(RECORDS FOR THE TASK Opens)
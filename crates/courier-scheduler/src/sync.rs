//! Queue Synchronizer: mirrors the Queue Source into the pending set.
//!
//! Each tick:
//! 1. fetch the full listing (failure → recovery interval, state untouched)
//! 2. validate records, dropping malformed ones
//! 3. enqueue ids that are neither delivered nor already tracked
//! 4. cancel pending jobs the listing no longer contains
//! 5. adapt the poll interval
//!
//! ```text
//! new jobs      ──► interval = min
//! nothing new   ──► interval × poll_growth_factor   (capped at max)
//! source empty  ──► interval × empty_growth_factor  (capped at max)
//! source error  ──► interval = recovery
//! ```

use std::collections::HashSet;
use std::sync::Arc;
use std::time::Duration;

use courier_core::config::{QueueConfig, QueueFields};
use courier_core::error::{CourierError, Result};
use courier_core::traits::QueueSource;
use courier_core::types::{Job, MessageId, QueueSnapshot};
use serde_json::Value;
use tokio::sync::Notify;

use crate::ledger::Ledger;
use crate::state::SharedState;
use crate::stats::DispatchStats;

#[derive(Debug, Clone, Copy, PartialEq, Eq)]
pub enum PollOutcome {
    NewJobs,
    NothingNew,
    SourceEmpty,
    SourceError,
}

#[derive(Debug, Clone, PartialEq, Eq)]
pub struct TickReport {
    pub outcome: PollOutcome,
    pub listed: usize,
    pub enqueued: usize,
    pub already_delivered: usize,
    pub invalid: usize,
    pub canceled: Vec<MessageId>,
    pub next_interval: Duration,
}

/// Interval to wait before the next poll.
pub fn next_interval(current: Duration, outcome: PollOutcome, config: &QueueConfig) -> Duration {
    let grow = |factor: f64| {
        let ms = (current.as_millis() as f64 * factor).round() as u64;
        Duration::from_millis(ms).min(config.poll_interval_max())
    };
    match outcome {
        PollOutcome::NewJobs => config.poll_interval_min(),
        PollOutcome::NothingNew => grow(config.poll_growth_factor),
        PollOutcome::SourceEmpty => grow(config.empty_growth_factor),
        PollOutcome::SourceError => config.recovery_interval(),
    }
}

/// Turn a raw queue record into a job.
///
/// The id may be a non-negative integer or a string holding one; destination
/// and body must be non-empty strings. Unknown fields are ignored.
pub fn validate_record(record: &Value, fields: &QueueFields) -> Result<Job> {
    let id = match record.get(&fields.id) {
        Some(Value::Number(n)) => n.as_u64(),
        Some(Value::String(s)) => s.trim().parse::<u64>().ok(),
        _ => None,
    }
    .ok_or_else(|| CourierError::Validation(format!("missing or non-numeric '{}'", fields.id)))?;

    let text = |name: &str| -> Result<String> {
        match record.get(name) {
            Some(Value::String(s)) if !s.is_empty() => Ok(s.clone()),
            _ => Err(CourierError::Validation(format!(
                "message {id}: missing or empty '{name}'"
            ))),
        }
    };

    Ok(Job::new(id, text(&fields.destination)?, text(&fields.body)?))
}

pub struct QueueSynchronizer {
    source: Arc<dyn QueueSource>,
    state: SharedState,
    ledger: Arc<Ledger>,
    wake: Arc<Notify>,
    stats: Arc<DispatchStats>,
    config: QueueConfig,
}

impl QueueSynchronizer {
    pub fn new(
        source: Arc<dyn QueueSource>,
        state: SharedState,
        ledger: Arc<Ledger>,
        wake: Arc<Notify>,
        stats: Arc<DispatchStats>,
        config: QueueConfig,
    ) -> Self {
        Self {
            source,
            state,
            ledger,
            wake,
            stats,
            config,
        }
    }

    /// One poll of the Queue Source.
    pub async fn tick(&self) -> TickReport {
        let snapshot = match self.source.fetch().await {
            Ok(snapshot) => snapshot,
            Err(e) => {
                let mut st = self.state.lock().await;
                let next = next_interval(st.poll.current_interval, PollOutcome::SourceError, &self.config);
                st.poll.current_interval = next;
                tracing::warn!("⚠️ Queue source {} unavailable: {e}", self.source.name());
                return TickReport {
                    outcome: PollOutcome::SourceError,
                    listed: 0,
                    enqueued: 0,
                    already_delivered: 0,
                    invalid: 0,
                    canceled: Vec::new(),
                    next_interval: next,
                };
            }
        };

        let (records, source_empty) = match snapshot {
            QueueSnapshot::Empty => (Vec::new(), true),
            QueueSnapshot::Records(records) => (records, false),
        };

        let mut jobs = Vec::with_capacity(records.len());
        let mut invalid = 0;
        for record in &records {
            match validate_record(record, &self.config.fields) {
                Ok(job) => jobs.push(job),
                Err(e) => {
                    invalid += 1;
                    tracing::warn!("⚠️ Dropping queue record: {e}");
                }
            }
        }
        let listed: HashSet<MessageId> = jobs.iter().map(|j| j.id).collect();

        let mut enqueued = 0;
        let mut already_delivered = 0;
        let (canceled, outcome, next_interval) = {
            let mut st = self.state.lock().await;
            for job in jobs {
                if self.ledger.contains(job.id) {
                    already_delivered += 1;
                    continue;
                }
                if st.enqueue(job) {
                    enqueued += 1;
                }
            }
            let canceled = st.cancel_missing(&listed);
            st.poll.remote_valid_ids = listed;

            let outcome = if enqueued > 0 {
                PollOutcome::NewJobs
            } else if source_empty {
                PollOutcome::SourceEmpty
            } else {
                PollOutcome::NothingNew
            };
            let next = next_interval(st.poll.current_interval, outcome, &self.config);
            st.poll.current_interval = next;
            (canceled, outcome, next)
        };

        if enqueued > 0 {
            self.wake.notify_waiters();
        }
        self.stats.add_enqueued(enqueued as u64);
        self.stats.add_canceled(canceled.len() as u64);
        self.stats.add_invalid(invalid as u64);

        TickReport {
            outcome,
            listed: records.len(),
            enqueued,
            already_delivered,
            invalid,
            canceled,
            next_interval,
        }
    }

    /// Poll forever on the adaptive interval.
    pub async fn run(&self) {
        tracing::info!(
            "📥 Queue sync started ({}, {}–{}ms)",
            self.source.name(),
            self.config.poll_interval_min_ms,
            self.config.poll_interval_max_ms
        );
        loop {
            let report = self.tick().await;
            if report.outcome != PollOutcome::SourceError {
                let (pending, in_flight) = {
                    let st = self.state.lock().await;
                    (st.pending_len(), st.in_flight_len())
                };
                tracing::info!(
                    "📥 Queue: {} listed, {} new, {} canceled, {} invalid | {} pending, {} in flight | next poll in {}ms",
                    report.listed,
                    report.enqueued,
                    report.canceled.len(),
                    report.invalid,
                    pending,
                    in_flight,
                    report.next_interval.as_millis()
                );
                tracing::debug!("📊 {:?}", self.stats.snapshot());
            }
            tokio::time::sleep(report.next_interval).await;
        }
    }
}

#[cfg(test)]
mod tests {
    use super::*;
    use crate::state::SchedulerState;
    use crate::testing::{FakeQueue, record};
    use serde_json::json;

    struct Rig {
        sync: QueueSynchronizer,
        queue: Arc<FakeQueue>,
        state: SharedState,
        ledger: Arc<Ledger>,
    }

    fn rig(records: Vec<Value>) -> Rig {
        let config = QueueConfig::default();
        let queue = Arc::new(FakeQueue::new(records));
        let state = SchedulerState::shared(config.poll_interval_min());
        let ledger = Arc::new(Ledger::in_memory());
        let sync = QueueSynchronizer::new(
            queue.clone(),
            state.clone(),
            ledger.clone(),
            Arc::new(Notify::new()),
            Arc::new(DispatchStats::new()),
            config,
        );
        Rig {
            sync,
            queue,
            state,
            ledger,
        }
    }

    #[test]
    fn test_validate_record() {
        let fields = QueueFields::default();
        let job = validate_record(&record(1, "555", "hi"), &fields).unwrap();
        assert_eq!((job.id, job.destination.as_str(), job.body.as_str()), (1, "555", "hi"));

        let numeric_string = json!({"id": "42", "destination": "555", "body": "hi", "extra": true});
        assert_eq!(validate_record(&numeric_string, &fields).unwrap().id, 42);

        for bad in [
            json!({"destination": "555", "body": "hi"}),
            json!({"id": "abc", "destination": "555", "body": "hi"}),
            json!({"id": -1, "destination": "555", "body": "hi"}),
            json!({"id": 1.5, "destination": "555", "body": "hi"}),
            json!({"id": 1, "destination": 555, "body": "hi"}),
            json!({"id": 1, "destination": "555", "body": ""}),
        ] {
            assert!(matches!(
                validate_record(&bad, &fields),
                Err(CourierError::Validation(_))
            ));
        }
    }

    #[test]
    fn test_validate_with_mapped_fields() {
        let fields = QueueFields {
            id: "idSendmessage".into(),
            destination: "tenvio".into(),
            body: "mensaje".into(),
        };
        let raw = json!({"idSendmessage": 9, "tenvio": "5491100", "mensaje": "hola"});
        let job = validate_record(&raw, &fields).unwrap();
        assert_eq!(job.id, 9);
        assert_eq!(job.destination, "5491100");
    }

    #[test]
    fn test_next_interval_policy() {
        let config = QueueConfig::default();
        let min = config.poll_interval_min();
        assert_eq!(next_interval(Duration::from_secs(9), PollOutcome::NewJobs, &config), min);
        assert_eq!(
            next_interval(min, PollOutcome::NothingNew, &config),
            Duration::from_millis(3_600)
        );
        assert_eq!(
            next_interval(min, PollOutcome::SourceEmpty, &config),
            Duration::from_millis(4_500)
        );
        assert_eq!(
            next_interval(Duration::from_secs(14), PollOutcome::SourceEmpty, &config),
            Duration::from_secs(15)
        );
        assert_eq!(
            next_interval(min, PollOutcome::SourceError, &config),
            Duration::from_secs(10)
        );
    }

    #[tokio::test]
    async fn test_tick_enqueues_and_dedupes() {
        let rig = rig(vec![
            record(1, "555", "hi"),
            record(2, "556", "hola"),
            json!({"id": 3}),
        ]);
        rig.ledger.record(2).unwrap();

        let report = rig.sync.tick().await;
        assert_eq!(report.outcome, PollOutcome::NewJobs);
        assert_eq!(report.enqueued, 1);
        assert_eq!(report.already_delivered, 1);
        assert_eq!(report.invalid, 1);
        assert_eq!(rig.state.lock().await.pending_ids(), vec![1]);

        // repeated listing adds nothing and backs off
        let again = rig.sync.tick().await;
        assert_eq!(again.outcome, PollOutcome::NothingNew);
        assert_eq!(again.enqueued, 0);
        assert_eq!(again.next_interval, Duration::from_millis(3_600));
        assert_eq!(rig.state.lock().await.pending_len(), 1);
    }

    #[tokio::test]
    async fn test_tick_cancels_unlisted_pending_jobs() {
        let rig = rig(vec![record(1, "555", "a"), record(2, "555", "b")]);
        rig.sync.tick().await;

        rig.queue.set(vec![record(2, "555", "b")]);
        let report = rig.sync.tick().await;
        assert_eq!(report.canceled, vec![1]);
        assert_eq!(rig.state.lock().await.pending_ids(), vec![2]);

        rig.queue.report_none();
        let report = rig.sync.tick().await;
        assert_eq!(report.outcome, PollOutcome::SourceEmpty);
        assert_eq!(report.canceled, vec![2]);
        assert_eq!(rig.state.lock().await.pending_len(), 0);
    }

    #[tokio::test]
    async fn test_empty_listing_grows_like_nothing_new() {
        let rig = rig(vec![record(1, "555", "a")]);
        rig.sync.tick().await;

        rig.queue.set(vec![]);
        let report = rig.sync.tick().await;
        assert_eq!(report.outcome, PollOutcome::NothingNew);
        assert_eq!(report.canceled, vec![1]);
        assert_eq!(report.next_interval, Duration::from_millis(3_600));

        rig.queue.report_none();
        let report = rig.sync.tick().await;
        assert_eq!(report.outcome, PollOutcome::SourceEmpty);
        assert_eq!(report.next_interval, Duration::from_millis(5_400));
    }

    #[tokio::test]
    async fn test_source_error_leaves_state_untouched() {
        let rig = rig(vec![record(1, "555", "a")]);
        rig.sync.tick().await;

        rig.queue.fail("connection refused");
        let report = rig.sync.tick().await;
        assert_eq!(report.outcome, PollOutcome::SourceError);
        assert_eq!(report.next_interval, Duration::from_secs(10));
        let st = rig.state.lock().await;
        assert_eq!(st.pending_ids(), vec![1]);
        assert!(st.poll.remote_valid_ids.contains(&1));
        assert_eq!(st.poll.current_interval, Duration::from_secs(10));
    }
}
(RECORDS FOR THE TASK Closes)
- **TO DO**
Only lines with the word "tracing" should be collected from the material.

- **SOLUTION TO THIS TASK**
                tracing::warn!("⚠️ Queue source {} unavailable: {e}", self.source.name());
                    tracing::warn!("⚠️ Dropping queue record: {e}");
        tracing::info!(
                tracing::info!(
                tracing::debug!("📊 {:?}", self.stats.snapshot());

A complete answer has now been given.